• **About this exercise**: Scan the records for the string "Serialize"; copy each line where it occurs.

• **Exercise input**:
"""
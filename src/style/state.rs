//! Active style at a point in the text.

use serde::Serialize;
use std::collections::BTreeSet;

use super::registry::{Category, StyleCode};

/// A set of style codes, ordered by SGR number.
pub type StyleSet = BTreeSet<StyleCode>;

/// The style codes active for a run of text.
///
/// Holds at most one foreground and one background code. Applying a code of
/// a color category replaces whatever occupied that slot; bold and underline
/// are independent flags.
#[derive(Debug, Clone, Copy, PartialEq, Eq, Hash, Default, Serialize)]
pub struct StyleState {
    foreground: Option<StyleCode>,
    background: Option<StyleCode>,
    bold: bool,
    underline: bool,
}

impl StyleState {
    /// Build a state by applying `codes` in order.
    pub fn from_codes<I: IntoIterator<Item = StyleCode>>(codes: I) -> Self {
        let mut state = Self::default();
        for code in codes {
            state.apply(code);
        }
        state
    }

    pub fn foreground(&self) -> Option<StyleCode> {
        self.foreground
    }

    pub fn background(&self) -> Option<StyleCode> {
        self.background
    }

    pub fn bold(&self) -> bool {
        self.bold
    }

    pub fn underline(&self) -> bool {
        self.underline
    }

    /// True when no code is active.
    pub fn is_empty(&self) -> bool {
        *self == Self::default()
    }

    /// Apply one code in place.
    pub fn apply(&mut self, code: StyleCode) {
        match code.category() {
            Category::Foreground => self.foreground = Some(code),
            Category::Background => self.background = Some(code),
            Category::Attribute => match code {
                StyleCode::Bold => self.bold = true,
                _ => self.underline = true,
            },
        }
    }

    /// Copy of `self` with `code` applied.
    pub fn with(mut self, code: StyleCode) -> Self {
        self.apply(code);
        self
    }

    pub fn clear_foreground(&mut self) {
        self.foreground = None;
    }

    pub fn clear_background(&mut self) {
        self.background = None;
    }

    pub fn set_bold(&mut self, on: bool) {
        self.bold = on;
    }

    pub fn set_underline(&mut self, on: bool) {
        self.underline = on;
    }

    /// Active codes in emission order: bold, underline, foreground, background.
    pub fn codes(&self) -> Vec<StyleCode> {
        let mut codes = Vec::with_capacity(4);
        if self.bold {
            codes.push(StyleCode::Bold);
        }
        if self.underline {
            codes.push(StyleCode::Underline);
        }
        codes.extend(self.foreground);
        codes.extend(self.background);
        codes
    }

    pub fn code_set(&self) -> StyleSet {
        self.codes().into_iter().collect()
    }

    /// Parameters of the opening SGR sequence, e.g. `"1;31"`.
    pub fn sgr_params(&self) -> String {
        self.codes()
            .iter()
            .map(|code| code.number().to_string())
            .collect::<Vec<_>>()
            .join(";")
    }
}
"""
• **Task answer**:
use serde::Serialize;
#[derive(Debug, Clone, Copy, PartialEq, Eq, Hash, Default, Serialize)]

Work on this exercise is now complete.